_What to work on:_ The entries below are to be retyped exactly. Preserve every word.

"""

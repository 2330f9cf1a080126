//! Timelines: one `date|title|body` event per line

use std::sync::Arc;

use crate::core::block::{escape, BlockKind};
use crate::core::fields::{items, join_lines, join_parts, part, parts, BlockFields, TimelineEvent};
use crate::core::markup::{text_of, Element};
use crate::core::BlockRecord;

pub struct TimelineKind {
    name: &'static str,
    horizontal: bool,
}

impl BlockKind for TimelineKind {
    fn name(&self) -> &'static str {
        self.name
    }

    fn layout(&self) -> &'static str {
        if self.horizontal {
            "row"
        } else {
            "column"
        }
    }

    fn decode(&self, text: &str) -> BlockFields {
        let events = items(text, 0)
            .iter()
            .map(|l| {
                let p = parts(l);
                TimelineEvent {
                    date: part(&p, 0),
                    title: part(&p, 1),
                    body: part(&p, 2),
                }
            })
            .collect();
        BlockFields::Timeline { events }
    }

    fn encode(&self, fields: &BlockFields) -> Option<String> {
        match fields {
            BlockFields::Timeline { events } => {
                let lines: Vec<String> = events
                    .iter()
                    .map(|e| join_parts(&[&e.date, &e.title, &e.body]))
                    .collect();
                Some(join_lines(&lines))
            }
            _ => None,
        }
    }

    fn render(&self, record: &BlockRecord) -> String {
        let mut html = format!("  <div class=\"ef-timeline ef-{}\">\n", self.name);
        for (idx, l) in items(&record.text, 0).iter().enumerate() {
            let p = parts(l);
            let class = match (self.horizontal, idx % 2) {
                (true, _) => "ef-timeline-item",
                (false, 0) => "ef-timeline-item ef-timeline-left",
                (false, _) => "ef-timeline-item ef-timeline-right",
            };
            html.push_str(&format!(
                "    <div class=\"{}\">\n      <div class=\"ef-timeline-marker\"></div>\n      <div class=\"ef-timeline-content\">\n        <div class=\"ef-timeline-date\">{}</div>\n        <h4>{}</h4>\n        <p>{}</p>\n      </div>\n    </div>\n",
                class,
                escape(&part(&p, 0)),
                escape(&part(&p, 1)),
                escape(&part(&p, 2))
            ));
        }
        html.push_str("  </div>\n");
        html
    }

    fn import(&self, el: &Element) -> BlockRecord {
        let lines: Vec<String> = el
            .all_class("ef-timeline-item")
            .iter()
            .map(|item| {
                join_parts(&[
                    text_of(item.first_class("ef-timeline-date")),
                    text_of(item.first_tag("h4")),
                    text_of(item.first_tag("p")),
                ])
            })
            .collect();
        self.record(join_lines(&lines))
    }
}

pub fn kinds() -> Vec<Arc<dyn BlockKind>> {
    vec![
        Arc::new(TimelineKind { name: "timeline-vertical", horizontal: false }),
        Arc::new(TimelineKind { name: "timeline-horizontal", horizontal: true }),
    ]
}

/// Anything that is not horizontal is vertical.
pub fn detect(el: &Element) -> Option<&'static str> {
    if !(el.is("div") && el.has_class("ef-timeline")) {
        None
    } else if el.has_class("ef-timeline-horizontal") {
        Some("timeline-horizontal")
    } else {
        Some("timeline-vertical")
    }
}

#[cfg(test)]
mod tests {
    use super::*;
    use crate::core::markup::Fragment;

    #[test]
    fn test_vertical_alternates_sides() {
        let kind = TimelineKind { name: "timeline-vertical", horizontal: false };
        let html = kind.render(&kind.record("2020|Start|Founded\n2022|Grow|Series A\n2024|Scale|Global".into()));
        assert_eq!(html.matches("ef-timeline-left").count(), 2);
        assert_eq!(html.matches("ef-timeline-right").count(), 1);
    }

    #[test]
    fn test_timeline_reimport() {
        for kind in [
            TimelineKind { name: "timeline-vertical", horizontal: false },
            TimelineKind { name: "timeline-horizontal", horizontal: true },
        ] {
            let record = kind.record("Q1|Plan|Scope it\nQ2|Build|Ship it".into());
            let fragment = Fragment::parse(&kind.render(&record)).unwrap();
            let el = fragment.elements().next().unwrap();
            assert_eq!(detect(el), Some(kind.name()));
            assert_eq!(kind.import(el), record);
        }
    }

    #[test]
    fn test_horizontal_layout_is_row() {
        let kind = TimelineKind { name: "timeline-horizontal", horizontal: true };
        assert_eq!(kind.record(String::new()).layout, "row");
    }
}
//! Render then import: records survive the markup export

use std::sync::Arc;

use crate::categories::{free_descriptors, premium_descriptors};
use crate::core::markup::Fragment;
use crate::core::registry::Registry;
use crate::core::{BlockRecord, StoredBlock};
use crate::import::Importer;
use crate::license::signature::Signer;
use crate::license::LicenseGate;
use crate::render::premium::StandardPremiumRenderer;
use crate::render::Renderer;
use crate::theme::Theme;

fn reimport(registry: &Registry, gate: &LicenseGate, record: &BlockRecord) -> Vec<StoredBlock> {
    let html = Renderer::new(registry, gate).render_record(record);
    Importer::new(registry, gate)
        .import_markup(&html)
        .unwrap()
        .content
        .unwrap()
}

#[test]
fn test_every_free_default_survives() {
    let registry = Registry::new();
    let gate = LicenseGate::default();
    for descriptor in free_descriptors() {
        let record = descriptor.defaults;
        assert_eq!(
            reimport(&registry, &gate, &record),
            vec![StoredBlock::Content(record.clone())],
            "{} did not survive",
            descriptor.key
        );
    }
}

#[test]
fn test_every_premium_default_survives_signed() {
    let registry = Registry::new();
    let gate = LicenseGate::granted(Signer::default(), Arc::new(StandardPremiumRenderer));
    for descriptor in premium_descriptors() {
        let record = descriptor.defaults;
        assert_eq!(
            reimport(&registry, &gate, &record),
            vec![StoredBlock::Content(record.clone())],
            "{} did not survive",
            descriptor.key
        );
    }
}

#[test]
fn test_markup_characters_survive_escaping() {
    let registry = Registry::new();
    let gate = LicenseGate::default();
    let hostile = r#"<script>alert("x")</script> & 'quoted'"#;

    for tag in ["h2", "h3", "h4", "p"] {
        let record = BlockRecord::new(tag).with_text(hostile);
        let html = Renderer::new(&registry, &gate).render_record(&record);
        assert!(!html.contains("<script>"));

        let fragment = Fragment::parse(&html).unwrap();
        assert_eq!(fragment.elements().count(), 1);
        assert!(fragment.find(|el| el.is("script")).is_none());

        assert_eq!(
            reimport(&registry, &gate, &record),
            vec![StoredBlock::Content(record.clone())]
        );
    }
}

#[test]
fn test_whole_document_survives() {
    let registry = Registry::new();
    let gate = LicenseGate::default();
    let blocks: Vec<StoredBlock> = free_descriptors()
        .into_iter()
        .map(|d| StoredBlock::Content(d.defaults))
        .collect();
    let theme = Theme::named("simple-modern");

    let html = Renderer::new(&registry, &gate).render_document(&blocks, &theme);
    let doc = Importer::new(&registry, &gate).import(&html).unwrap();

    assert_eq!(doc.content_theme, Some(theme));
    assert_eq!(doc.skipped, 0);
    assert_eq!(doc.content.unwrap(), blocks);
}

"""

_Task result:_
repository 2330f9cf1a080126
//! Timelines: one `date|title|body` event per line

use std::sync::Arc;

use crate::core::block::{escape, BlockKind};
use crate::core::fields::{items, join_lines, join_parts, part, parts, BlockFields, TimelineEvent};
use crate::core::markup::{text_of, Element};
use crate::core::BlockRecord;

pub struct TimelineKind {
    name: &'static str,
    horizontal: bool,
}

impl BlockKind for TimelineKind {
    fn name(&self) -> &'static str {
        self.name
    }

    fn layout(&self) -> &'static str {
        if self.horizontal {
            "row"
        } else {
            "column"
        }
    }

    fn decode(&self, text: &str) -> BlockFields {
        let events = items(text, 0)
            .iter()
            .map(|l| {
                let p = parts(l);
                TimelineEvent {
                    date: part(&p, 0),
                    title: part(&p, 1),
                    body: part(&p, 2),
                }
            })
            .collect();
        BlockFields::Timeline { events }
    }

    fn encode(&self, fields: &BlockFields) -> Option<String> {
        match fields {
            BlockFields::Timeline { events } => {
                let lines: Vec<String> = events
                    .iter()
                    .map(|e| join_parts(&[&e.date, &e.title, &e.body]))
                    .collect();
                Some(join_lines(&lines))
            }
            _ => None,
        }
    }

    fn render(&self, record: &BlockRecord) -> String {
        let mut html = format!("  <div class=\"ef-timeline ef-{}\">\n", self.name);
        for (idx, l) in items(&record.text, 0).iter().enumerate() {
            let p = parts(l);
            let class = match (self.horizontal, idx % 2) {
                (true, _) => "ef-timeline-item",
                (false, 0) => "ef-timeline-item ef-timeline-left",
                (false, _) => "ef-timeline-item ef-timeline-right",
            };
            html.push_str(&format!(
                "    <div class=\"{}\">\n      <div class=\"ef-timeline-marker\"></div>\n      <div class=\"ef-timeline-content\">\n        <div class=\"ef-timeline-date\">{}</div>\n        <h4>{}</h4>\n        <p>{}</p>\n      </div>\n    </div>\n",
                class,
                escape(&part(&p, 0)),
                escape(&part(&p, 1)),
                escape(&part(&p, 2))
            ));
        }
        html.push_str("  </div>\n");
        html
    }

    fn import(&self, el: &Element) -> BlockRecord {
        let lines: Vec<String> = el
            .all_class("ef-timeline-item")
            .iter()
            .map(|item| {
                join_parts(&[
                    text_of(item.first_class("ef-timeline-date")),
                    text_of(item.first_tag("h4")),
                    text_of(item.first_tag("p")),
                ])
            })
            .collect();
        self.record(join_lines(&lines))
    }
}

pub fn kinds() -> Vec<Arc<dyn BlockKind>> {
    vec![
        Arc::new(TimelineKind { name: "timeline-vertical", horizontal: false }),
        Arc::new(TimelineKind { name: "timeline-horizontal", horizontal: true }),
    ]
}

/// Anything that is not horizontal is vertical.
pub fn detect(el: &Element) -> Option<&'static str> {
    if !(el.is("div") && el.has_class("ef-timeline")) {
        None
    } else if el.has_class("ef-timeline-horizontal") {
        Some("timeline-horizontal")
    } else {
        Some("timeline-vertical")
    }
}

#[cfg(test)]
mod tests {
    use super::*;
    use crate::core::markup::Fragment;

    #[test]
    fn test_vertical_alternates_sides() {
        let kind = TimelineKind { name: "timeline-vertical", horizontal: false };
        let html = kind.render(&kind.record("2020|Start|Founded\n2022|Grow|Series A\n2024|Scale|Global".into()));
        assert_eq!(html.matches("ef-timeline-left").count(), 2);
        assert_eq!(html.matches("ef-timeline-right").count(), 1);
    }

    #[test]
    fn test_timeline_reimport() {
        for kind in [
            TimelineKind { name: "timeline-vertical", horizontal: false },
            TimelineKind { name: "timeline-horizontal", horizontal: true },
        ] {
            let record = kind.record("Q1|Plan|Scope it\nQ2|Build|Ship it".into());
            let fragment = Fragment::parse(&kind.render(&record)).unwrap();
            let el = fragment.elements().next().unwrap();
            assert_eq!(detect(el), Some(kind.name()));
            assert_eq!(kind.import(el), record);
        }
    }

    #[test]
    fn test_horizontal_layout_is_row() {
        let kind = TimelineKind { name: "timeline-horizontal", horizontal: true };
        assert_eq!(kind.record(String::new()).layout, "row");
    }
}
//! Render then import: records survive the markup export

use std::sync::Arc;

use crate::categories::{free_descriptors, premium_descriptors};
use crate::core::markup::Fragment;
use crate::core::registry::Registry;
use crate::core::{BlockRecord, StoredBlock};
use crate::import::Importer;
use crate::license::signature::Signer;
use crate::license::LicenseGate;
use crate::render::premium::StandardPremiumRenderer;
use crate::render::Renderer;
use crate::theme::Theme;

fn reimport(registry: &Registry, gate: &LicenseGate, record: &BlockRecord) -> Vec<StoredBlock> {
    let html = Renderer::new(registry, gate).render_record(record);
    Importer::new(registry, gate)
        .import_markup(&html)
        .unwrap()
        .content
        .unwrap()
}

#[test]
fn test_every_free_default_survives() {
    let registry = Registry::new();
    let gate = LicenseGate::default();
    for descriptor in free_descriptors() {
        let record = descriptor.defaults;
        assert_eq!(
            reimport(&registry, &gate, &record),
            vec![StoredBlock::Content(record.clone())],
            "{} did not survive",
            descriptor.key
        );
    }
}

#[test]
fn test_every_premium_default_survives_signed() {
    let registry = Registry::new();
    let gate = LicenseGate::granted(Signer::default(), Arc::new(StandardPremiumRenderer));
    for descriptor in premium_descriptors() {
        let record = descriptor.defaults;
        assert_eq!(
            reimport(&registry, &gate, &record),
            vec![StoredBlock::Content(record.clone())],
            "{} did not survive",
            descriptor.key
        );
    }
}

#[test]
fn test_markup_characters_survive_escaping() {
    let registry = Registry::new();
    let gate = LicenseGate::default();
    let hostile = r#"<script>alert("x")</script> & 'quoted'"#;

    for tag in ["h2", "h3", "h4", "p"] {
        let record = BlockRecord::new(tag).with_text(hostile);
        let html = Renderer::new(&registry, &gate).render_record(&record);
        assert!(!html.contains("<script>"));

        let fragment = Fragment::parse(&html).unwrap();
        assert_eq!(fragment.elements().count(), 1);
        assert!(fragment.find(|el| el.is("script")).is_none());

        assert_eq!(
            reimport(&registry, &gate, &record),
            vec![StoredBlock::Content(record.clone())]
        );
    }
}

#[test]
fn test_whole_document_survives() {
    let registry = Registry::new();
    let gate = LicenseGate::default();
    let blocks: Vec<StoredBlock> = free_descriptors()
        .into_iter()
        .map(|d| StoredBlock::Content(d.defaults))
        .collect();
    let theme = Theme::named("simple-modern");

    let html = Renderer::new(&registry, &gate).render_document(&blocks, &theme);
    let doc = Importer::new(&registry, &gate).import(&html).unwrap();

    assert_eq!(doc.content_theme, Some(theme));
    assert_eq!(doc.skipped, 0);
    assert_eq!(doc.content.unwrap(), blocks);
}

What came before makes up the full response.